=== Begin Enclosure ===

//! htmx response helpers.

use axum::{
    http::{HeaderName, HeaderValue},
    response::{Html, IntoResponse, IntoResponseParts, Response, ResponseParts},
};
use axum_htmx::{HX_TRIGGER, HX_TRIGGER_AFTER_SETTLE, HX_TRIGGER_AFTER_SWAP};
use serde_json::{Map, Value};

/// A piece of HTML meant to be swapped into a page, not a whole document.
#[derive(Debug, Clone)]
pub struct HtmlFragment<T>(pub T);

impl<T: Into<String>> IntoResponse for HtmlFragment<T> {
    fn into_response(self) -> Response {
        Html(self.0.into()).into_response()
    }
}

/// Events htmx dispatches on the client when the response arrives.
///
/// ```rust,ignore
/// (
///     StatusCode::OK,
///     HxTriggerEvents::new()
///         .event_with_data("closeModal", json!(true))
///         .event_with_data("monsterCreated", json!(monster.id)),
///     (),
/// )
/// ```
///
/// Names only are sent as `a, b`; as soon as one event has data the header
/// becomes a JSON object, e.g. `{"closeModal":true,"monsterCreated":7}`.
#[derive(Debug, Clone, Default)]
pub struct HxTriggerEvents {
    events: Vec<(String, Option<Value>)>,
    timing: TriggerTiming,
}

/// Which trigger header carries the events.
#[derive(Debug, Clone, Copy, Default, PartialEq, Eq)]
pub enum TriggerTiming {
    /// `HX-Trigger`: as soon as the response is received
    #[default]
    Immediate,
    /// `HX-Trigger-After-Settle`
    AfterSettle,
    /// `HX-Trigger-After-Swap`
    AfterSwap,
}

impl TriggerTiming {
    fn header(self) -> HeaderName {
        match self {
            Self::Immediate => HX_TRIGGER,
            Self::AfterSettle => HX_TRIGGER_AFTER_SETTLE,
            Self::AfterSwap => HX_TRIGGER_AFTER_SWAP,
        }
    }
}

impl HxTriggerEvents {
    #[must_use]
    pub fn new() -> Self {
        Self::default()
    }

    #[must_use]
    pub fn timing(mut self, timing: TriggerTiming) -> Self {
        self.timing = timing;
        self
    }

    #[must_use]
    pub fn event(mut self, name: impl Into<String>) -> Self {
        self.events.push((name.into(), None));
        self
    }

    /// `data` becomes `event.detail` on the client
    #[must_use]
    pub fn event_with_data(mut self, name: impl Into<String>, data: Value) -> Self {
        self.events.push((name.into(), Some(data)));
        self
    }

    fn header_value(&self) -> String {
        if self.events.iter().all(|(_, data)| data.is_none()) {
            let names: Vec<&str> = self.events.iter().map(|(name, _)| name.as_str()).collect();
            return names.join(", ");
        }

        let object: Map<String, Value> = self
            .events
            .iter()
            .map(|(name, data)| (name.clone(), data.clone().unwrap_or(Value::Null)))
            .collect();
        Value::Object(object).to_string()
    }
}

impl IntoResponseParts for HxTriggerEvents {
    type Error = std::convert::Infallible;

    fn into_response_parts(self, mut res: ResponseParts) -> Result<ResponseParts, Self::Error> {
        if !self.events.is_empty() {
            match HeaderValue::from_str(&self.header_value()) {
                Ok(value) => {
                    res.headers_mut().insert(self.timing.header(), value);
                }
                Err(e) => tracing::warn!("Dropping unencodable trigger header: {}", e),
            }
        }
        Ok(res)
    }
}

/// Escape text for use in HTML content and quoted attributes.
#[must_use]
pub fn html_escape(s: &str) -> String {
    let mut out = String::with_capacity(s.len());
    for c in s.chars() {
        match c {
            '&' => out.push_str("&amp;"),
            '<' => out.push_str("&lt;"),
            '>' => out.push_str("&gt;"),
            '"' => out.push_str("&quot;"),
            '\'' => out.push_str("&#x27;"),
            c => out.push(c),
        }
    }
    out
}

=== End Enclosure ===

### Exercise goal
Give the data again, unchanged in every line.

### Solved problem
//! htmx response helpers.

use axum::{
    http::{HeaderName, HeaderValue},
    response::{Html, IntoResponse, IntoResponseParts, Response, ResponseParts},
};
use axum_htmx::{HX_TRIGGER, HX_TRIGGER_AFTER_SETTLE, HX_TRIGGER_AFTER_SWAP};
use serde_json::{Map, Value};

/// A piece of HTML meant to be swapped into a page, not a whole document.
#[derive(Debug, Clone)]
pub struct HtmlFragment<T>(pub T);

impl<T: Into<String>> IntoResponse for HtmlFragment<T> {
    fn into_response(self) -> Response {
        Html(self.0.into()).into_response()
    }
}

/// Events htmx dispatches on the client when the response arrives.
///
/// ```rust,ignore
/// (
///     StatusCode::OK,
///     HxTriggerEvents::new()
///         .event_with_data("closeModal", json!(true))
///         .event_with_data("monsterCreated", json!(monster.id)),
///     (),
/// )
/// ```
///
/// Names only are sent as `a, b`; as soon as one event has data the header
/// becomes a JSON object, e.g. `{"closeModal":true,"monsterCreated":7}`.
#[derive(Debug, Clone, Default)]
pub struct HxTriggerEvents {
    events: Vec<(String, Option<Value>)>,
    timing: TriggerTiming,
}

/// Which trigger header carries the events.
#[derive(Debug, Clone, Copy, Default, PartialEq, Eq)]
pub enum TriggerTiming {
    /// `HX-Trigger`: as soon as the response is received
    #[default]
    Immediate,
    /// `HX-Trigger-After-Settle`
    AfterSettle,
    /// `HX-Trigger-After-Swap`
    AfterSwap,
}

impl TriggerTiming {
    fn header(self) -> HeaderName {
        match self {
            Self::Immediate => HX_TRIGGER,
            Self::AfterSettle => HX_TRIGGER_AFTER_SETTLE,
            Self::AfterSwap => HX_TRIGGER_AFTER_SWAP,
        }
    }
}

impl HxTriggerEvents {
    #[must_use]
    pub fn new() -> Self {
        Self::default()
    }

    #[must_use]
    pub fn timing(mut self, timing: TriggerTiming) -> Self {
        self.timing = timing;
        self
    }

    #[must_use]
    pub fn event(mut self, name: impl Into<String>) -> Self {
        self.events.push((name.into(), None));
        self
    }

    /// `data` becomes `event.detail` on the client
    #[must_use]
    pub fn event_with_data(mut self, name: impl Into<String>, data: Value) -> Self {
        self.events.push((name.into(), Some(data)));
        self
    }

    fn header_value(&self) -> String {
        if self.events.iter().all(|(_, data)| data.is_none()) {
            let names: Vec<&str> = self.events.iter().map(|(name, _)| name.as_str()).collect();
            return names.join(", ");
        }

        let object: Map<String, Value> = self
            .events
            .iter()
            .map(|(name, data)| (name.clone(), data.clone().unwrap_or(Value::Null)))
            .collect();
        Value::Object(object).to_string()
    }
}

impl IntoResponseParts for HxTriggerEvents {
    type Error = std::convert::Infallible;

    fn into_response_parts(self, mut res: ResponseParts) -> Result<ResponseParts, Self::Error> {
        if !self.events.is_empty() {
            match HeaderValue::from_str(&self.header_value()) {
                Ok(value) => {
                    res.headers_mut().insert(self.timing.header(), value);
                }
                Err(e) => tracing::warn!("Dropping unencodable trigger header: {}", e),
            }
        }
        Ok(res)
    }
}

/// Escape text for use in HTML content and quoted attributes.
#[must_use]
pub fn html_escape(s: &str) -> String {
    let mut out = String::with_capacity(s.len());
    for c in s.chars() {
        match c {
            '&' => out.push_str("&amp;"),
            '<' => out.push_str("&lt;"),
            '>' => out.push_str("&gt;"),
            '"' => out.push_str("&quot;"),
            '\'' => out.push_str("&#x27;"),
            c => out.push(c),
        }
    }
    out
}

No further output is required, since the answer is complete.